=== DATA RECORDS ===

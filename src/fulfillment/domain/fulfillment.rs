use super::ResolvedPackage;
use serde::Serialize;

/// Grouping key of a fulfillment: name, lower-cased repository, agreed license
#[derive(Debug, Clone, PartialEq, Eq, Hash)]
pub struct FulfillmentKey {
    name: String,
    repository: String,
    agreed_license: Option<String>,
}

impl FulfillmentKey {
    pub fn of(package: &ResolvedPackage) -> Self {
        Self {
            name: package.name().to_string(),
            repository: package.repository().unwrap_or_default().to_lowercase(),
            agreed_license: package.agreed_license().map(String::from),
        }
    }
}

/// LicenseFulfillment: one audit line covering every version of a package
/// that shares the same repository and agreed license
#[derive(Debug, Clone, PartialEq, Serialize)]
#[serde(rename_all = "camelCase")]
pub struct LicenseFulfillment {
    name: String,
    versions: Vec<String>,
    repository: Option<String>,
    publisher: Option<String>,
    license_text: Option<String>,
    agreed_license: Option<String>,
}

impl LicenseFulfillment {
    /// Seeds a fulfillment from the first package of its group
    pub fn from_package(package: &ResolvedPackage) -> Self {
        Self {
            name: package.name().to_string(),
            versions: vec![package.version().to_string()],
            repository: non_empty(package.repository()),
            publisher: non_empty(package.publisher()),
            license_text: package.license_text().map(String::from),
            agreed_license: package.agreed_license().map(String::from),
        }
    }

    /// Merges another package of the same group; its text replaces the current one
    pub fn merge(&mut self, package: &ResolvedPackage) {
        self.versions.push(package.version().to_string());
        self.license_text = package.license_text().map(String::from);
    }

    pub fn name(&self) -> &str {
        &self.name
    }

    pub fn versions(&self) -> &[String] {
        &self.versions
    }

    pub fn repository(&self) -> Option<&str> {
        self.repository.as_deref()
    }

    pub fn publisher(&self) -> Option<&str> {
        self.publisher.as_deref()
    }

    pub fn license_text(&self) -> Option<&str> {
        self.license_text.as_deref()
    }

    pub fn agreed_license(&self) -> Option<&str> {
        self.agreed_license.as_deref()
    }

    pub fn is_accepted(&self) -> bool {
        self.agreed_license.is_some()
    }
}

fn non_empty(value: Option<&str>) -> Option<String> {
    value.filter(|v| !v.is_empty()).map(String::from)
}

/// Counts describing one fulfillment run
#[derive(Debug, Clone, Default, PartialEq, Eq, Serialize)]
#[serde(rename_all = "camelCase")]
pub struct FulfillmentSummary {
    pub packages_scanned: usize,
    pub packages_ignored: usize,
    pub accepted_fulfillments: usize,
    pub rejected_fulfillments: usize,
}

impl FulfillmentSummary {
    pub fn new(
        packages_scanned: usize,
        packages_ignored: usize,
        fulfillments: &[LicenseFulfillment],
    ) -> Self {
        let accepted_fulfillments = fulfillments.iter().filter(|f| f.is_accepted()).count();
        Self {
            packages_scanned,
            packages_ignored,
            accepted_fulfillments,
            rejected_fulfillments: fulfillments.len() - accepted_fulfillments,
        }
    }
}

#[cfg(test)]
mod tests {
    use super::*;
    use crate::fulfillment::domain::{LicenseDeclaration, PackageIdentity, PackageRecord};

    fn resolved(
        identity: &str,
        repository: Option<&str>,
        agreed: Option<&str>,
        text: Option<&str>,
    ) -> ResolvedPackage {
        let record = PackageRecord::new(
            PackageIdentity::parse(identity).unwrap(),
            LicenseDeclaration::expression("MIT"),
        )
        .with_repository(repository.map(String::from))
        .with_license_text(text.map(String::from));
        ResolvedPackage::new(record, agreed.map(String::from), vec![])
    }

    #[test]
    fn test_key_lowercases_repository() {
        let a = resolved("pkg@1.0.0", Some("https://GitHub.com/Org/Pkg"), Some("MIT"), None);
        let b = resolved("pkg@2.0.0", Some("https://github.com/org/pkg"), Some("MIT"), None);
        assert_eq!(FulfillmentKey::of(&a), FulfillmentKey::of(&b));
    }

    #[test]
    fn test_key_treats_missing_repository_as_empty() {
        let a = resolved("pkg@1.0.0", None, Some("MIT"), None);
        let b = resolved("pkg@2.0.0", Some(""), Some("MIT"), None);
        assert_eq!(FulfillmentKey::of(&a), FulfillmentKey::of(&b));
    }

    #[test]
    fn test_key_distinguishes_agreed_license() {
        let a = resolved("pkg@1.0.0", None, Some("MIT"), None);
        let b = resolved("pkg@2.0.0", None, None, None);
        assert_ne!(FulfillmentKey::of(&a), FulfillmentKey::of(&b));
    }

    #[test]
    fn test_from_package_maps_empty_strings_to_none() {
        let fulfillment = LicenseFulfillment::from_package(&resolved(
            "pkg@1.0.0",
            Some(""),
            Some("MIT"),
            Some("text"),
        ));
        assert_eq!(fulfillment.name(), "pkg");
        assert_eq!(fulfillment.versions(), ["1.0.0".to_string()]);
        assert!(fulfillment.repository().is_none());
        assert!(fulfillment.publisher().is_none());
        assert_eq!(fulfillment.license_text(), Some("text"));
        assert_eq!(fulfillment.agreed_license(), Some("MIT"));
    }

    #[test]
    fn test_merge_appends_version_and_overwrites_text() {
        let mut fulfillment =
            LicenseFulfillment::from_package(&resolved("pkg@1.0.0", None, Some("MIT"), Some("a")));
        fulfillment.merge(&resolved("pkg@2.0.0", None, Some("MIT"), None));

        assert_eq!(
            fulfillment.versions(),
            ["1.0.0".to_string(), "2.0.0".to_string()]
        );
        assert!(fulfillment.license_text().is_none());
    }

    #[test]
    fn test_serializes_camel_case() {
        let fulfillment =
            LicenseFulfillment::from_package(&resolved("pkg@1.0.0", None, None, None));
        let json = serde_json::to_value(&fulfillment).unwrap();
        assert_eq!(json["name"], "pkg");
        assert!(json["agreedLicense"].is_null());
        assert!(json["licenseText"].is_null());
        assert_eq!(json["versions"][0], "1.0.0");
    }

    #[test]
    fn test_summary_counts() {
        let fulfillments = vec![
            LicenseFulfillment::from_package(&resolved("a@1.0.0", None, Some("MIT"), None)),
            LicenseFulfillment::from_package(&resolved("b@1.0.0", None, None, None)),
            LicenseFulfillment::from_package(&resolved("c@1.0.0", None, Some("ISC"), None)),
        ];
        let summary = FulfillmentSummary::new(5, 2, &fulfillments);
        assert_eq!(summary.packages_scanned, 5);
        assert_eq!(summary.packages_ignored, 2);
        assert_eq!(summary.accepted_fulfillments, 2);
        assert_eq!(summary.rejected_fulfillments, 1);
    }
}
/// Formatter adapters for the fulfillment report formats
mod json_formatter;
mod markdown_formatter;

pub use json_formatter::JsonFormatter;
pub use markdown_formatter::MarkdownFormatter;

#[cfg(test)]
pub(crate) mod test_support {
    use crate::application::dto::FulfillResponse;
    use crate::fulfillment::domain::{
        FulfillmentSummary, LicenseDeclaration, LicenseFulfillment, PackageIdentity,
        PackageRecord, ReportMetadata, ResolvedPackage,
    };

    pub fn fulfillment(
        identity: &str,
        repository: Option<&str>,
        agreed: Option<&str>,
        text: Option<&str>,
    ) -> LicenseFulfillment {
        let record = PackageRecord::new(
            PackageIdentity::parse(identity).unwrap(),
            LicenseDeclaration::expression("MIT"),
        )
        .with_repository(repository.map(String::from))
        .with_license_text(text.map(String::from));
        LicenseFulfillment::from_package(&ResolvedPackage::new(
            record,
            agreed.map(String::from),
            vec![],
        ))
    }

    pub fn response(fulfillments: Vec<LicenseFulfillment>) -> FulfillResponse {
        let metadata = ReportMetadata::new(
            "2024-01-01T00:00:00+00:00".to_string(),
            "license-fulfill".to_string(),
            "0.3.0".to_string(),
            "urn:uuid:00000000-0000-4000-8000-000000000000".to_string(),
        );
        let summary = FulfillmentSummary::new(fulfillments.len(), 0, &fulfillments);
        FulfillResponse::new(metadata, summary, fulfillments)
    }
}
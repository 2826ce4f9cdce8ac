/// Inventory adapters reading installed-package metadata
mod json_inventory_reader;

pub use json_inventory_reader::{JsonInventoryReader, INVENTORY_FILENAME};
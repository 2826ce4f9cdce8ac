use crate::shared::Result;

/// OutputPresenter port for presenting final output
///
/// This port abstracts the output destination (stdout, file, etc.)
/// where the formatted report is presented.
pub trait OutputPresenter {
    /// Presents the formatted report to the output destination
    ///
    /// # Errors
    /// Returns an error if:
    /// - Writing to the output destination fails
    /// - File permissions prevent writing
    fn present(&self, content: &str) -> Result<()>;
}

===

## WHAT TO DO:
What is asked for is an exact copy of the lines above from the one containing "mod json_formatter;" through the one containing "report to the output destination", and only those.

## PROBLEM SOLUTION:
mod json_formatter;
mod markdown_formatter;

pub use json_formatter::JsonFormatter;
pub use markdown_formatter::MarkdownFormatter;

#[cfg(test)]
pub(crate) mod test_support {
    use crate::application::dto::FulfillResponse;
    use crate::fulfillment::domain::{
        FulfillmentSummary, LicenseDeclaration, LicenseFulfillment, PackageIdentity,
        PackageRecord, ReportMetadata, ResolvedPackage,
    };

    pub fn fulfillment(
        identity: &str,
        repository: Option<&str>,
        agreed: Option<&str>,
        text: Option<&str>,
    ) -> LicenseFulfillment {
        let record = PackageRecord::new(
            PackageIdentity::parse(identity).unwrap(),
            LicenseDeclaration::expression("MIT"),
        )
        .with_repository(repository.map(String::from))
        .with_license_text(text.map(String::from));
        LicenseFulfillment::from_package(&ResolvedPackage::new(
            record,
            agreed.map(String::from),
            vec![],
        ))
    }

    pub fn response(fulfillments: Vec<LicenseFulfillment>) -> FulfillResponse {
        let metadata = ReportMetadata::new(
            "2024-01-01T00:00:00+00:00".to_string(),
            "license-fulfill".to_string(),
            "0.3.0".to_string(),
            "urn:uuid:00000000-0000-4000-8000-000000000000".to_string(),
        );
        let summary = FulfillmentSummary::new(fulfillments.len(), 0, &fulfillments);
        FulfillResponse::new(metadata, summary, fulfillments)
    }
}
repository 2826ce4f9cdce8ac
/// Inventory adapters reading installed-package metadata
mod json_inventory_reader;

pub use json_inventory_reader::{JsonInventoryReader, INVENTORY_FILENAME};
repository 2826ce4f9cdce8ac
use crate::shared::Result;

/// OutputPresenter port for presenting final output
///
/// This port abstracts the output destination (stdout, file, etc.)
/// where the formatted report is presented.
pub trait OutputPresenter {
    /// Presents the formatted report to the output destination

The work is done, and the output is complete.